Scientific classification
- Domain: Eukaryota
- Kingdom: Animalia
- Phylum: Chordata
- Clade: †Parareptilia
- Order: †Procolophonomorpha
- Family: †Procolophonidae
- Subfamily: †Procolophoninae
- Genus: †Timanophon Novikov, 1991
- Type species: †Timanophon raridentatus Novikov, 1991

= Timanophon =

Extinct genus of reptiles

Timanophon is an extinct genus of procolophonine procolophonid parareptile from early Triassic deposits of Arkhangelsk, Russia. It is known from the holotype PIN 3359/11, a partial skeleton including nearly complete skull and lower jaw which was previously referred to Burtensia sp. by Ivakhnenko in 1975. It was collected in the Mezenskaya Pizhma and Lower Syamzhen'ga localities from the Pizhmomezenskoi Formation.

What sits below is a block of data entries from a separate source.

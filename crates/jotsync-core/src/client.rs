use std::fs;
use std::path::PathBuf;
use std::sync::Arc;
use std::sync::mpsc::{Receiver, Sender, channel};
use std::time::Duration;

use crate::config::SyncConfig;
use crate::error::{JotError, Result};
use crate::flusher::RetryFlusher;
use crate::ingestor::RealtimeIngestor;
use crate::models::{Entry, QueueCounts, SyncMessage, SyncNotice};
use crate::queue::DurableQueueStore;
use crate::reconciler::Reconciler;
use crate::remote::{EntryWriter, HttpEntryWriter, RemoteConfig};
use crate::store::SqliteSlotStore;

mod flush_service;
mod realtime_service;
mod request_log_service;
mod submit_service;

pub use submit_service::SubmitOptions;

/// The client-side sync core. Owns the reconciler (and through it the
/// optimistic view), the retry flusher (and through it the durable queue),
/// the optional realtime ingestor, and the single message channel that
/// every producer feeds.
pub struct JotSync {
    config: SyncConfig,
    root: PathBuf,
    remote: Arc<dyn EntryWriter>,
    reconciler: Reconciler,
    flusher: RetryFlusher,
    ingestor: Option<RealtimeIngestor>,
    tx: Sender<SyncMessage>,
    rx: Receiver<SyncMessage>,
}

impl std::fmt::Debug for JotSync {
    fn fmt(&self, f: &mut std::fmt::Formatter<'_>) -> std::fmt::Result {
        f.debug_struct("JotSync").finish_non_exhaustive()
    }
}

impl JotSync {
    /// Opens a client rooted at `root_dir` with configuration from the
    /// `JOTSYNC_*` environment and the HTTP writer pointed at the configured
    /// endpoint.
    pub fn from_env(root_dir: impl Into<PathBuf>) -> Result<Self> {
        let config = SyncConfig::from_env();
        let remote_config = RemoteConfig::from_sync_config(&config).ok_or_else(|| {
            JotError::Validation("JOTSYNC_ENDPOINT is required to build the HTTP writer".to_string())
        })?;
        let remote: Arc<dyn EntryWriter> = Arc::new(HttpEntryWriter::new(remote_config)?);
        Self::with_config(root_dir, config, remote)
    }

    pub fn new(root_dir: impl Into<PathBuf>, remote: Arc<dyn EntryWriter>) -> Result<Self> {
        Self::with_config(root_dir, SyncConfig::from_env(), remote)
    }

    pub fn with_config(
        root_dir: impl Into<PathBuf>,
        config: SyncConfig,
        remote: Arc<dyn EntryWriter>,
    ) -> Result<Self> {
        let root = root_dir.into();
        fs::create_dir_all(&root)?;
        let slots = SqliteSlotStore::open(root.join(".jotsync_state.sqlite3"))?;
        let queue = DurableQueueStore::open(Box::new(slots))?;
        let (tx, rx) = channel();

        let client = Self {
            flusher: RetryFlusher::new(queue, config.max_retries),
            config,
            root,
            remote,
            reconciler: Reconciler::new(),
            ingestor: None,
            tx,
            rx,
        };
        client.log_queue_open_discards();
        Ok(client)
    }

    /// Entries currently visible, newest first.
    #[must_use]
    pub fn entries(&self) -> &[Entry] {
        self.reconciler.entries()
    }

    /// Drains accumulated user-facing notices (dropped writes, rejections,
    /// suspected conflicts) for the presentation layer.
    pub fn take_notices(&mut self) -> Vec<SyncNotice> {
        self.reconciler.take_notices()
    }

    #[must_use]
    pub fn queue_counts(&self) -> QueueCounts {
        self.flusher.queue().counts()
    }

    #[must_use]
    pub fn realtime_reconnects(&self) -> Option<u64> {
        self.ingestor.as_ref().map(RealtimeIngestor::reconnects)
    }

    /// How often the host should fire the interval fallback trigger when no
    /// connectivity signal is available.
    #[must_use]
    pub fn flush_interval(&self) -> Duration {
        Duration::from_secs(self.config.flush_interval_secs)
    }

    /// Merges every message currently buffered on the producer channel into
    /// the view. Called after each producer step; harmless to call again.
    /// Notices produced by the merge get a warning record in the request log.
    pub fn pump_messages(&mut self) -> usize {
        let notices_before = self.reconciler.notices().len();
        let merged = self.reconciler.drain(&self.rx);
        for notice in &self.reconciler.notices()[notices_before..] {
            self.log_notice_warning(notice);
        }
        merged
    }

    fn send(&self, message: SyncMessage) -> Result<()> {
        self.tx
            .send(message)
            .map_err(|_| JotError::Internal("reconciler channel closed".to_string()))
    }

    fn log_queue_open_discards(&self) {
        let queue = self.flusher.queue();
        if queue.discarded_legacy_slot() {
            self.log_warning_simple(
                "queue.open",
                "discarded queue data stored under the legacy slot key",
            );
        }
        if queue.discarded_corrupt_slot() {
            self.log_warning_simple("queue.open", "discarded undecodable queue slot");
        }
    }
}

Ten additional specimens from the same localities are PIN 3359/1-3, 3359/63-65 and 4364/35-38. The fragmentary dentaries PIN 3360/1-3 were collected in the Vybor River locality, from the same formation. All specimens came from the Ustmylian Gorizont, dating to the early Olenekian faunal stage of the Early Triassic, about 249-247 million years ago. It was first named by I. V. Novikov in 1991 and the type species is Timanophon raridentatus.